Entity Framework IEnumerable Lambda Join Sample

I figured this out from a sample, but it wasn't at all clear. The docs provide no sample, and the parameter names are totally confusing. If you're using EF, and you're wondering how the Join IEnumerable extension method works with your entities, here is the simplest example:


var parent_child = entities.Parent.Join

 (

   entities.Child,            // child entity

   parent => parent.ParentId, // function providing parent key

   child => child.ChildId,    // function providing child key

   ( parent, child ) => new   // projection (anonymous object returning what you want)

   {

      ChildId = child.ChildId,

      WhateverElseFromChild = child.WhateverElse,

      WhateverElseFromParent = parent.WhateverElse,

      ParentId = parent.ParentId

   }

       // pc here is anonymous object created above

 ).Where( pc => pc.Condition == "some condition" ).FirstOrDefault();


Tracing this against SqlServer showed very clean SQL. The exact same SQL produced by this linq equivalent:



var parent_child = ( from parent in entities.Parent

                                join child in entities.Child on parent.ParentId equals child.ChildId

                                where parent.Condition == "some condition"
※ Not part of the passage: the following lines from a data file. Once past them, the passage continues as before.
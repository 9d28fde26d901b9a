//! View mode state machine for the virtual game case.
//!
//! The viewer shows one physical "face" of the case at a time. Transitions are
//! only ever triggered by explicit user input; no mode is terminal and every
//! mode is reachable from every other through the mode selector, except
//! [`ViewMode::Additional`], which requires the committed release to ship
//! supplementary material.
//!
//! # Example
//!
//! ```rust
//! use game_library::app::modes::ViewMode;
//!
//! assert_eq!(ViewMode::from_key('4'), Some(ViewMode::Manual));
//! assert!(ViewMode::Manual.opens_image_viewer());
//! assert!(!ViewMode::Disc.opens_image_viewer());
//! ```

use crate::app::actions::SoundCue;
use std::fmt;

/// Highest image viewer zoom level.
pub const MAX_ZOOM: u8 = 3;

/// Face of the case currently displayed.
#[derive(Debug, Clone, Copy, Default, PartialEq, Eq, Hash)]
pub enum ViewMode {
    /// Closed or open case. Initial mode.
    #[default]
    Case,

    /// Cover artwork in the image viewer.
    Cover,

    Disc,

    /// Manual pages, flipped by spread.
    Manual,

    /// Supplementary material shipped with the release.
    ///
    /// Only reachable when the committed release has included items.
    Additional,
}

impl ViewMode {
    /// Every mode, in selector order.
    pub const ALL: [Self; 5] = [Self::Case, Self::Cover, Self::Disc, Self::Manual, Self::Additional];

    /// Maps the mode selector shortcut keys `1`..=`5`.
    #[must_use]
    pub const fn from_key(key: char) -> Option<Self> {
        match key {
            '1' => Some(Self::Case),
            '2' => Some(Self::Cover),
            '3' => Some(Self::Disc),
            '4' => Some(Self::Manual),
            '5' => Some(Self::Additional),
            _ => None,
        }
    }

    /// Shortcut key shown next to the mode in the selector.
    #[must_use]
    pub const fn key(self) -> char {
        match self {
            Self::Case => '1',
            Self::Cover => '2',
            Self::Disc => '3',
            Self::Manual => '4',
            Self::Additional => '5',
        }
    }

    #[must_use]
    pub const fn label(self) -> &'static str {
        match self {
            Self::Case => "CASE",
            Self::Cover => "COVER",
            Self::Disc => "DISC",
            Self::Manual => "MANUAL",
            Self::Additional => "ADDITIONAL",
        }
    }

    /// Parses a mode name, ignoring case.
    #[must_use]
    pub fn from_name(name: &str) -> Option<Self> {
        Self::ALL
            .into_iter()
            .find(|mode| mode.label().eq_ignore_ascii_case(name.trim()))
    }

    /// Whether entering this mode opens the image viewer.
    #[must_use]
    pub const fn opens_image_viewer(self) -> bool {
        matches!(self, Self::Cover | Self::Manual)
    }
}

impl fmt::Display for ViewMode {
    fn fmt(&self, f: &mut fmt::Formatter<'_>) -> fmt::Result {
        f.write_str(self.label())
    }
}

/// Presentation flags read by the rendering layer.
///
/// Mutated only through the methods below, each of which reports whether
/// anything changed so the caller can skip a redraw.
#[derive(Debug, Clone, PartialEq, Eq)]
pub struct ViewState {
    pub mode: ViewMode,

    /// Set while the full-screen image viewer is shown (Cover and Manual).
    pub image_viewer_open: bool,

    /// Case lid state. Independent of the mode.
    pub case_open: bool,

    /// Hint box shown in Case mode.
    pub info_box_visible: bool,

    /// Title selection panel.
    pub catalog_panel_open: bool,

    /// Current manual spread, 1-based.
    pub manual_page: u32,

    /// Image viewer zoom, `1..=MAX_ZOOM`.
    pub zoom: u8,

    /// Cover viewer shows the back cover.
    pub cover_flipped: bool,

    /// Cover viewer shows the cover text instead of the artwork.
    pub cover_text_visible: bool,
}

impl Default for ViewState {
    fn default() -> Self {
        Self {
            mode: ViewMode::Case,
            image_viewer_open: false,
            case_open: false,
            info_box_visible: true,
            catalog_panel_open: true,
            manual_page: 1,
            zoom: 1,
            cover_flipped: false,
            cover_text_visible: false,
        }
    }
}

impl ViewState {
    /// Switches to `mode`, opening or closing the image viewer to match.
    ///
    /// `Additional` is refused unless `additional_available`. Returns whether
    /// the request was applied.
    ///
    /// # Examples
    ///
    /// ```
    /// use game_library::app::modes::{ViewMode, ViewState};
    ///
    /// let mut view = ViewState::default();
    /// assert!(view.enter_mode(ViewMode::Cover, false));
    /// assert!(view.image_viewer_open);
    /// assert!(!view.enter_mode(ViewMode::Additional, false));
    /// assert_eq!(view.mode, ViewMode::Cover);
    /// ```
    pub fn enter_mode(&mut self, mode: ViewMode, additional_available: bool) -> bool {
        if mode == ViewMode::Additional && !additional_available {
            tracing::debug!("additional mode unavailable for this release");
            return false;
        }

        let previous = self.mode;
        self.mode = mode;
        self.image_viewer_open = mode.opens_image_viewer();
        self.zoom = 1;
        self.cover_flipped = false;
        self.cover_text_visible = false;

        tracing::debug!(from = %previous, to = %mode, viewer = self.image_viewer_open, "view mode changed");
        true
    }

    /// Opens or closes the case and returns the sound to play.
    pub fn toggle_case(&mut self) -> SoundCue {
        self.case_open = !self.case_open;
        if self.case_open {
            SoundCue::CaseOpen
        } else {
            SoundCue::CaseClose
        }
    }

    /// Shows or hides the image viewer without changing mode.
    pub fn toggle_image_viewer(&mut self) {
        self.image_viewer_open = !self.image_viewer_open;
        self.zoom = 1;
    }

    /// Advances one manual spread. A manual of `page_count` pages has
    /// `page_count / 2 + 1` spreads.
    pub fn next_manual_page(&mut self, page_count: u32) -> bool {
        if self.manual_page < page_count / 2 + 1 {
            self.manual_page += 1;
            true
        } else {
            false
        }
    }

    pub fn previous_manual_page(&mut self) -> bool {
        if self.manual_page > 1 {
            self.manual_page -= 1;
            true
        } else {
            false
        }
    }

    pub fn zoom_in(&mut self) -> bool {
        if self.zoom < MAX_ZOOM {
            self.zoom += 1;
            true
        } else {
            false
        }
    }

    pub fn zoom_out(&mut self) -> bool {
        if self.zoom > 1 {
            self.zoom -= 1;
            true
        } else {
            false
        }
    }

    pub fn reset_zoom(&mut self) -> bool {
        let changed = self.zoom != 1;
        self.zoom = 1;
        changed
    }

    /// Returns to the closed case after a new release is committed.
    pub fn reset_for_commit(&mut self) {
        *self = Self {
            info_box_visible: self.info_box_visible,
            catalog_panel_open: false,
            ..Self::default()
        };
    }
}

#[cfg(test)]
mod tests {
    use super::*;

    #[test]
    fn cover_and_manual_open_viewer_others_close_it() {
        let mut view = ViewState::default();
        view.enter_mode(ViewMode::Manual, false);
        assert!(view.image_viewer_open);
        view.enter_mode(ViewMode::Disc, false);
        assert!(!view.image_viewer_open);
        view.enter_mode(ViewMode::Cover, false);
        assert!(view.image_viewer_open);
        view.enter_mode(ViewMode::Case, false);
        assert!(!view.image_viewer_open);
    }

    #[test]
    fn additional_requires_included_items() {
        let mut view = ViewState::default();
        assert!(!view.enter_mode(ViewMode::Additional, false));
        assert_eq!(view.mode, ViewMode::Case);
        assert!(view.enter_mode(ViewMode::Additional, true));
        assert_eq!(view.mode, ViewMode::Additional);
    }

    #[test]
    fn case_toggle_alternates_sounds() {
        let mut view = ViewState::default();
        assert_eq!(view.toggle_case(), SoundCue::CaseOpen);
        assert!(view.case_open);
        assert_eq!(view.toggle_case(), SoundCue::CaseClose);
        assert!(!view.case_open);
    }

    #[test]
    fn manual_pages_are_bounded() {
        let mut view = ViewState::default();
        assert!(!view.previous_manual_page());
        assert!(view.next_manual_page(4));
        assert!(view.next_manual_page(4));
        assert!(!view.next_manual_page(4));
        assert_eq!(view.manual_page, 3);

        let mut empty = ViewState::default();
        assert!(!empty.next_manual_page(0));
    }

    #[test]
    fn zoom_is_bounded() {
        let mut view = ViewState::default();
        assert!(!view.zoom_out());
        assert!(view.zoom_in());
        assert!(view.zoom_in());
        assert!(!view.zoom_in());
        assert_eq!(view.zoom, MAX_ZOOM);
        assert!(view.reset_zoom());
        assert_eq!(view.zoom, 1);
    }

    #[test]
    fn commit_reset_closes_panel_and_keeps_info_preference() {
        let mut view = ViewState::default();
        view.info_box_visible = false;
        view.enter_mode(ViewMode::Manual, false);
        view.next_manual_page(10);
        view.toggle_case();

        view.reset_for_commit();
        assert_eq!(view.mode, ViewMode::Case);
        assert!(!view.catalog_panel_open);
        assert!(!view.case_open);
        assert_eq!(view.manual_page, 1);
        assert!(!view.info_box_visible);
    }

    #[test]
    fn keys_round_trip_through_selector() {
        for mode in ViewMode::ALL {
            assert_eq!(ViewMode::from_key(mode.key()), Some(mode));
        }
        assert_eq!(ViewMode::from_key('6'), None);
    }

    #[test]
    fn names_parse_case_insensitively() {
        assert_eq!(ViewMode::from_name("manual"), Some(ViewMode::Manual));
        assert_eq!(ViewMode::from_name(" Additional "), Some(ViewMode::Additional));
        assert_eq!(ViewMode::from_name("box"), None);
    }

    #[test]
    fn initial_mode_is_case() {
        assert_eq!(ViewMode::default(), ViewMode::Case);
    }
}
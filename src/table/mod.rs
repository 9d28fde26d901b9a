//! Filter / sort / paginate engine for the release table.
//!
//! [`compute_visible_rows`] is a pure transform of the catalog snapshot and
//! the three pieces of table state. It is re-run whenever any input changes;
//! nothing is cached between calls.
//!
//! # Modules
//!
//! - `filter`: [`FilterCriteria`] and [`DateRange`]
//! - `sort`: [`SortSpec`], [`SortKey`] and [`SortDirection`]
//! - `page`: [`PageWindow`] and [`PaginationSummary`]

pub mod filter;
pub mod page;
pub mod sort;

pub use filter::{DateRange, FilterCriteria, TextColumn};
pub use page::{PageWindow, PaginationSummary, DEFAULT_PAGE_SIZE, PAGE_SIZES};
pub use sort::{SortDirection, SortKey, SortSpec};

use crate::domain::ReleaseRecord;

/// Visible slice of the release table.
#[derive(Debug, Clone, PartialEq)]
pub struct TablePage<'a> {
    pub rows: Vec<&'a ReleaseRecord>,
    /// Zero when nothing matches.
    pub total_pages: usize,
    pub filtered_count: usize,
    /// Page actually shown, clipped to the available range.
    pub page: usize,
}

impl TablePage<'_> {
    /// Whether the table should show its "no results" state.
    #[must_use]
    pub fn is_empty(&self) -> bool {
        self.filtered_count == 0
    }
}

/// Filters and sorts the catalog without paginating.
#[must_use]
pub fn filter_and_sort<'a>(
    catalog: &'a [ReleaseRecord],
    filters: &FilterCriteria,
    sort: &SortSpec,
) -> Vec<&'a ReleaseRecord> {
    let mut rows: Vec<&ReleaseRecord> = catalog.iter().filter(|record| filters.matches(record)).collect();
    sort.sort(&mut rows);
    rows
}

/// Computes the rows visible for the current table state.
///
/// # Examples
///
/// ```
/// use game_library::domain::ReleaseRecord;
/// use game_library::table::{compute_visible_rows, FilterCriteria, PageWindow, SortSpec};
///
/// let catalog = vec![
///     ReleaseRecord::new(1, "Fallout 4", "ps4", "us", "std"),
///     ReleaseRecord::new(2, "Mafia", "pc", "eur", "std"),
/// ];
/// let filters = FilterCriteria { title: "fall".into(), ..FilterCriteria::default() };
///
/// let page = compute_visible_rows(&catalog, &filters, &SortSpec::default(), &PageWindow::default());
/// assert_eq!(page.rows.len(), 1);
/// assert_eq!(page.rows[0].title, "Fallout 4");
/// assert_eq!(page.total_pages, 1);
/// ```
#[must_use]
pub fn compute_visible_rows<'a>(
    catalog: &'a [ReleaseRecord],
    filters: &FilterCriteria,
    sort: &SortSpec,
    window: &PageWindow,
) -> TablePage<'a> {
    let _span = tracing::trace_span!("compute_visible_rows", catalog = catalog.len()).entered();

    let mut rows = filter_and_sort(catalog, filters, sort);
    let filtered_count = rows.len();
    let range = window.range(filtered_count);

    rows.truncate(range.end);
    rows.drain(..range.start);

    TablePage {
        rows,
        total_pages: window.total_pages(filtered_count),
        filtered_count,
        page: window.effective_page(filtered_count),
    }
}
                                select new

                                {

                                        ChildId = child.ChildId,

                                        WhateverElseFromChild = child.WhateverElse,

                                        WhateverElseFromParent = parent.WhateverElse,

                                        ParentId = parent.ParentId

                                }).FirstOrDefault();

2 comments:

Anonymous said...

Note that FirstOrDefault() (and most other 'resolving' LINQ methods) takes a predicate, so you can write:

.Where( pc => pc.Condition == "some condition" ).FirstOrDefault();
as
.FirstOrDefault( pc => pc.Condition == "some condition" );

A bit tidier. Thanks for the article, though.

Brad said...

Agreed; I would always use that form now. I wrote this a very long time ago.